> PROVIDED DATA:
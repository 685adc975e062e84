use std::fmt;

use serde::Serialize;

/// External collaborators the orchestrator waits on.
#[derive(Debug, Clone, Copy, PartialEq, Eq, Serialize)]
#[serde(rename_all = "snake_case")]
pub enum Upstream {
    RateTableStore,
    MarketDataProvider,
    ParcelRepository,
}

impl fmt::Display for Upstream {
    fn fmt(&self, f: &mut fmt::Formatter<'_>) -> fmt::Result {
        let label = match self {
            Upstream::RateTableStore => "rate table store",
            Upstream::MarketDataProvider => "market data provider",
            Upstream::ParcelRepository => "parcel repository",
        };
        f.write_str(label)
    }
}

/// Typed failure for a single valuation. Batch runs record these per item.
#[derive(Debug, Clone, PartialEq, thiserror::Error)]
pub enum ValuationError {
    #[error("no rate table entry for building type '{building_type}' in region '{region}'")]
    NotFound {
        building_type: String,
        region: String,
    },
    #[error("parcel '{parcel_id}' not found")]
    ParcelNotFound { parcel_id: String },
    #[error("invalid {field}: {reason}")]
    Validation { field: &'static str, reason: String },
    #[error("{upstream} did not respond within {timeout_ms} ms")]
    UpstreamTimeout { upstream: Upstream, timeout_ms: u64 },
    #[error("{upstream} unavailable: {reason}")]
    Upstream { upstream: Upstream, reason: String },
    #[error("valuation invariant violated: {0}")]
    Computation(String),
    #[error("batch cancelled before this parcel was scheduled")]
    Cancelled,
}

impl ValuationError {
    pub fn validation(field: &'static str, reason: impl Into<String>) -> Self {
        Self::Validation {
            field,
            reason: reason.into(),
        }
    }

    /// Stable machine-readable tag used in batch reports and HTTP payloads.
    pub fn kind(&self) -> &'static str {
        match self {
            ValuationError::NotFound { .. } => "not_found",
            ValuationError::ParcelNotFound { .. } => "parcel_not_found",
            ValuationError::Validation { .. } => "validation_error",
            ValuationError::UpstreamTimeout { .. } => "upstream_timeout",
            ValuationError::Upstream { .. } => "upstream_unavailable",
            ValuationError::Computation(_) => "computation_error",
            ValuationError::Cancelled => "cancelled",
        }
    }
}
impl FromStr for QualityGrade {
    type Err = ValuationError;

    fn from_str(s: &str) -> Result<Self, Self::Err> {
        let trimmed = s.trim();
        let by_code = match trimmed.to_ascii_uppercase().as_str() {
            "A+" => Some(QualityGrade::Premium),
            "A" => Some(QualityGrade::Superior),
            "B" => Some(QualityGrade::Good),
            "C" => Some(QualityGrade::Average),
            "D" => Some(QualityGrade::Fair),
            "E" => Some(QualityGrade::Economy),
            _ => None,
        };
        if let Some(grade) = by_code {
            return Ok(grade);
        }

        match normalize_key(trimmed).as_str() {
            "premium" => Ok(QualityGrade::Premium),
            "superior" => Ok(QualityGrade::Superior),
            "good" => Ok(QualityGrade::Good),
            "average" => Ok(QualityGrade::Average),
            "fair" => Ok(QualityGrade::Fair),
            "economy" => Ok(QualityGrade::Economy),
            _ => Err(ValuationError::validation(
                "quality_grade",
                format!("unknown grade '{trimmed}'"),
            )),
        }
    }
}

impl TryFrom<String> for QualityGrade {
    type Error = ValuationError;

    fn try_from(value: String) -> Result<Self, Self::Error> {
        value.parse()
    }
}

/// Observed physical condition, used to scale depreciation.
#[derive(Debug, Clone, Copy, PartialEq, Eq, Hash, PartialOrd, Ord, Serialize, Deserialize)]
#[serde(try_from = "String")]
pub enum ConditionGrade {
    Poor,
    Fair,
    Average,
    Good,
    Excellent,
}

impl ConditionGrade {
    pub fn label(self) -> &'static str {
        match self {
            ConditionGrade::Poor => "Poor",
            ConditionGrade::Fair => "Fair",
            ConditionGrade::Average => "Average",
            ConditionGrade::Good => "Good",
            ConditionGrade::Excellent => "Excellent",
        }
    }
}

impl FromStr for ConditionGrade {
    type Err = ValuationError;

    fn from_str(s: &str) -> Result<Self, Self::Err> {
        match normalize_key(s).as_str() {
            "poor" => Ok(ConditionGrade::Poor),
            "fair" => Ok(ConditionGrade::Fair),
            "average" => Ok(ConditionGrade::Average),
            "good" => Ok(ConditionGrade::Good),
            "excellent" => Ok(ConditionGrade::Excellent),
            _ => Err(ValuationError::validation(
                "condition_grade",
                format!("unknown grade '{}'", s.trim()),
            )),
        }
    }
}

impl TryFrom<String> for ConditionGrade {
    type Error = ValuationError;

    fn try_from(value: String) -> Result<Self, Self::Error> {
        value.parse()
    }
}

/// Structural system of the improvement.
#[derive(Debug, Clone, Copy, PartialEq, Eq, Hash, PartialOrd, Ord, Serialize, Deserialize)]
#[serde(try_from = "String")]
pub enum ConstructionType {
    WoodFrame,
    Masonry,
    SteelFrame,
    Concrete,
}

impl ConstructionType {
    pub fn label(self) -> &'static str {
        match self {
            ConstructionType::WoodFrame => "Wood Frame",
            ConstructionType::Masonry => "Masonry",
            ConstructionType::SteelFrame => "Steel Frame",
            ConstructionType::Concrete => "Concrete",
        }
    }
}

impl FromStr for ConstructionType {
    type Err = ValuationError;

    fn from_str(s: &str) -> Result<Self, Self::Err> {
        match normalize_key(s).as_str() {
            "woodframe" | "wood" => Ok(ConstructionType::WoodFrame),
            "masonry" => Ok(ConstructionType::Masonry),
            "steelframe" | "steel" => Ok(ConstructionType::SteelFrame),
            "concrete" => Ok(ConstructionType::Concrete),
            _ => Err(ValuationError::validation(
                "construction_type",
                format!("unknown construction type '{}'", s.trim()),
            )),
        }
    }
}

impl TryFrom<String> for ConstructionType {
    type Error = ValuationError;

    fn try_from(value: String) -> Result<Self, Self::Error> {
        value.parse()
    }
}

/// One version of the base rate for a (building type, region) pair.
#[derive(Debug, Clone, PartialEq, Serialize, Deserialize)]
pub struct RateTableEntry {
    pub building_type: BuildingType,
    pub region: Region,
    pub year: i32,
    pub base_cost_per_unit_area: f64,
    pub description: String,
    pub is_active: bool,
}
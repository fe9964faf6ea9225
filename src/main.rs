use std::env;

use dokkan_calc::cli;

#[tokio::main]
async fn main() {
    dotenvy::dotenv().ok();

    let args: Vec<String> = env::args().collect();
    let code = cli::run_with_args(&args).await;
    std::process::exit(code);
}
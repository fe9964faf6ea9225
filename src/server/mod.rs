use std::sync::Arc;

use tokio::net::TcpListener;

use crate::config::Settings;
use crate::data::source::SIMULATED_LATENCY;
use crate::data::{CharacterRepository, MockCharacterSource, RepositoryConfig};

pub mod api;
pub mod routes;

pub use routes::{router, AppState};

/// Wire the repository against the mock source described by `settings`.
pub fn build_state(settings: Settings) -> AppState {
    let config = settings.repository_config();
    let source = Arc::new(mock_source(&config));
    let repository = Arc::new(CharacterRepository::new(source, config));
    AppState::new(repository, settings)
}

fn mock_source(config: &RepositoryConfig) -> MockCharacterSource {
    MockCharacterSource::new(config.base_url.clone(), SIMULATED_LATENCY)
}

pub async fn run_server(settings: Settings) -> std::io::Result<()> {
    let bind_addr = settings.bind_addr();
    let state = build_state(settings);
    let repository = Arc::clone(&state.repository);

    let listener = TcpListener::bind(&bind_addr).await?;
    tracing::info!(
        addr = %bind_addr,
        app = %state.settings.app_name,
        version = %state.settings.app_version,
        "server listening"
    );

    let served = axum::serve(listener, router(state))
        .with_graceful_shutdown(shutdown_signal())
        .await;

    repository.close().await;
    tracing::info!("server stopped");
    served
}

async fn shutdown_signal() {
    if let Err(err) = tokio::signal::ctrl_c().await {
        tracing::error!(error = %err, "failed to listen for shutdown signal");
        std::future::pending::<()>().await;
    }
    tracing::info!("shutdown signal received");
}
pub mod cache;
pub mod character;
pub mod normalize;
pub mod repository;
pub mod samples;
pub mod source;

pub use cache::{Clock, ManualClock, SystemClock, TtlCache};
pub use character::{Character, ElementType, PassiveSkill, SkillType};
pub use normalize::{normalize_character, normalize_skill, NormalizeError};
pub use repository::{CharacterRepository, RepositoryConfig, RepositoryError};
pub use samples::{mock_records, sample_characters};
pub use source::{fetch_with_retry, CharacterSource, MockCharacterSource, SourceError};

> WHAT TO DO: Please copy every line from the entries that includes the word "tracing".

> SOLUTION TO THIS PROBLEM:
    tracing::info!(
    tracing::info!("server stopped");
        tracing::error!(error = %err, "failed to listen for shutdown signal");
    tracing::info!("shutdown signal received");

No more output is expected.